What to produce
State how many lines in the entries below include the string "TransactionType", and give nothing beyond that number.

Saved entries
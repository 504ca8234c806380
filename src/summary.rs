// 📊 Store summary - paged list of stores with their balances

use crate::db::{count_stores, get_all_store_summaries, get_store_summaries};
use crate::entities::StoreSummary;
use anyhow::Result;
use rusqlite::Connection;
use serde::Serialize;
use std::io::Write;

pub const DEFAULT_PAGE_SIZE: i64 = 10;
pub const MAX_PAGE_SIZE: i64 = 100;

/// Page number and size after defaults and limits are applied
#[derive(Debug, Clone, Copy, PartialEq, Eq)]
pub struct PageRequest {
    pub page: i64,
    pub page_size: i64,
}

impl PageRequest {
    /// Non-positive page → 1, non-positive size → 10, size capped at 100
    pub fn normalize(page: Option<i64>, page_size: Option<i64>) -> Self {
        let page = match page {
            Some(p) if p > 0 => p,
            _ => 1,
        };

        let page_size = match page_size {
            Some(s) if s > MAX_PAGE_SIZE => MAX_PAGE_SIZE,
            Some(s) if s > 0 => s,
            _ => DEFAULT_PAGE_SIZE,
        };

        PageRequest { page, page_size }
    }

    pub fn offset(&self) -> i64 {
        (self.page - 1).saturating_mul(self.page_size)
    }

    pub fn total_pages(&self, total_items: i64) -> i64 {
        if total_items == 0 {
            0
        } else {
            (total_items + self.page_size - 1) / self.page_size
        }
    }
}

#[derive(Debug, Clone, PartialEq, Eq, Serialize)]
#[serde(rename_all = "camelCase")]
pub struct StoreSummaryPage {
    pub page: i64,
    pub page_size: i64,
    pub total_items: i64,
    pub total_pages: i64,
    pub items: Vec<StoreSummary>,
}

pub fn summarize_stores(conn: &Connection, request: PageRequest) -> Result<StoreSummaryPage> {
    let total_items = count_stores(conn)?;
    let items = get_store_summaries(conn, request.offset(), request.page_size)?;

    Ok(StoreSummaryPage {
        page: request.page,
        page_size: request.page_size,
        total_items,
        total_pages: request.total_pages(total_items),
        items,
    })
}

/// Write every store summary as CSV, returning the number of rows
pub fn export_store_summaries<W: Write>(conn: &Connection, writer: W) -> Result<usize> {
    let summaries = get_all_store_summaries(conn)?;

    let mut wtr = csv::Writer::from_writer(writer);
    for summary in &summaries {
        wtr.serialize(summary)?;
    }
    wtr.flush()?;

    Ok(summaries.len())
}
// Entity Models
//
// - TransactionType: closed set of CNAB type codes with fixed metadata
// - TransactionRecord / Transaction: parsed line and persisted row
// - Store: merchant keyed by (name, owner_name), balance always derived

pub mod store;
pub mod transaction;
pub mod transaction_type;

pub use store::{Store, StoreSummary};
pub use transaction::{decimal_from_cents, Transaction, TransactionRecord};
pub use transaction_type::{Nature, TransactionType, TypeMetadata};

Output below
2